• TASK STATEMENT:
Set down each record exactly as written.

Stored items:
· · · · ·

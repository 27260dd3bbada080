use std::time::Duration;

use anyhow::Result;

use clientprint_core::config::{validate_config, CollectionConfig, CoreConfig, HashingConfig};

use crate::args::{Cli, Command, HostArgs};

mod collect;
mod digest;
mod doctor;
mod generate;
mod probes;

pub async fn dispatch(cli: Cli) -> Result<()> {
    let hashing = HashingConfig {
        algorithm: cli.hash.into(),
    };
    match cli.command {
        Command::Collect { host } => collect::run(&host, core_config(hashing, &host)?).await,
        Command::Generate { host } => generate::run(&host, core_config(hashing, &host)?).await,
        Command::Digest { record } => digest::run(&record, &hashing).await,
        Command::Probes { host } => probes::run(host.as_deref()).await,
        Command::Doctor => doctor::run().await,
    }
}

fn core_config(hashing: HashingConfig, host: &HostArgs) -> Result<CoreConfig> {
    let config = CoreConfig {
        hashing,
        collection: CollectionConfig {
            audio_timeout: host.audio_timeout_ms.map(Duration::from_millis),
        },
    };
    validate_config(&config)?;
    Ok(config)
}
use std::sync::atomic::{AtomicBool, Ordering};
use std::sync::Arc;

/// Cancellation flag shared between a long-running scan and whoever drives it.
/// Clones observe the same flag.
#[derive(Debug, Clone, Default)]
pub struct AbortSignal {
    aborted: Arc<AtomicBool>,
}

impl AbortSignal {
    pub fn new() -> Self {
        Self::default()
    }

    pub fn abort(&self) {
        self.aborted.store(true, Ordering::Relaxed);
    }

    pub fn is_aborted(&self) -> bool {
        self.aborted.load(Ordering::Relaxed)
    }
}

#[cfg(test)]
mod tests {
    use super::*;

    #[test]
    fn clones_share_the_flag() {
        let signal = AbortSignal::new();
        let other = signal.clone();
        assert!(!other.is_aborted());
        signal.abort();
        assert!(other.is_aborted());
    }
}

· · · · ·

• ANSWER BELOW:
repository 27260dd3bbada080
use std::time::Duration;

use anyhow::Result;

use clientprint_core::config::{validate_config, CollectionConfig, CoreConfig, HashingConfig};

use crate::args::{Cli, Command, HostArgs};

mod collect;
mod digest;
mod doctor;
mod generate;
mod probes;

pub async fn dispatch(cli: Cli) -> Result<()> {
    let hashing = HashingConfig {
        algorithm: cli.hash.into(),
    };
    match cli.command {
        Command::Collect { host } => collect::run(&host, core_config(hashing, &host)?).await,
        Command::Generate { host } => generate::run(&host, core_config(hashing, &host)?).await,
        Command::Digest { record } => digest::run(&record, &hashing).await,
        Command::Probes { host } => probes::run(host.as_deref()).await,
        Command::Doctor => doctor::run().await,
    }
}

fn core_config(hashing: HashingConfig, host: &HostArgs) -> Result<CoreConfig> {
    let config = CoreConfig {
        hashing,
        collection: CollectionConfig {
            audio_timeout: host.audio_timeout_ms.map(Duration::from_millis),
        },
    };
    validate_config(&config)?;
    Ok(config)
}
use std::sync::atomic::{AtomicBool, Ordering};
use std::sync::Arc;

/// Cancellation flag shared between a long-running scan and whoever drives it.
/// Clones observe the same flag.
#[derive(Debug, Clone, Default)]
pub struct AbortSignal {
    aborted: Arc<AtomicBool>,
}

impl AbortSignal {
    pub fn new() -> Self {
        Self::default()
    }

    pub fn abort(&self) {
        self.aborted.store(true, Ordering::Relaxed);
    }

    pub fn is_aborted(&self) -> bool {
        self.aborted.load(Ordering::Relaxed)
    }
}

#[cfg(test)]
mod tests {
    use super::*;

    #[test]
    fn clones_share_the_flag() {
        let signal = AbortSignal::new();
        let other = signal.clone();
        assert!(!other.is_aborted());
        signal.abort();
        assert!(other.is_aborted());
    }
}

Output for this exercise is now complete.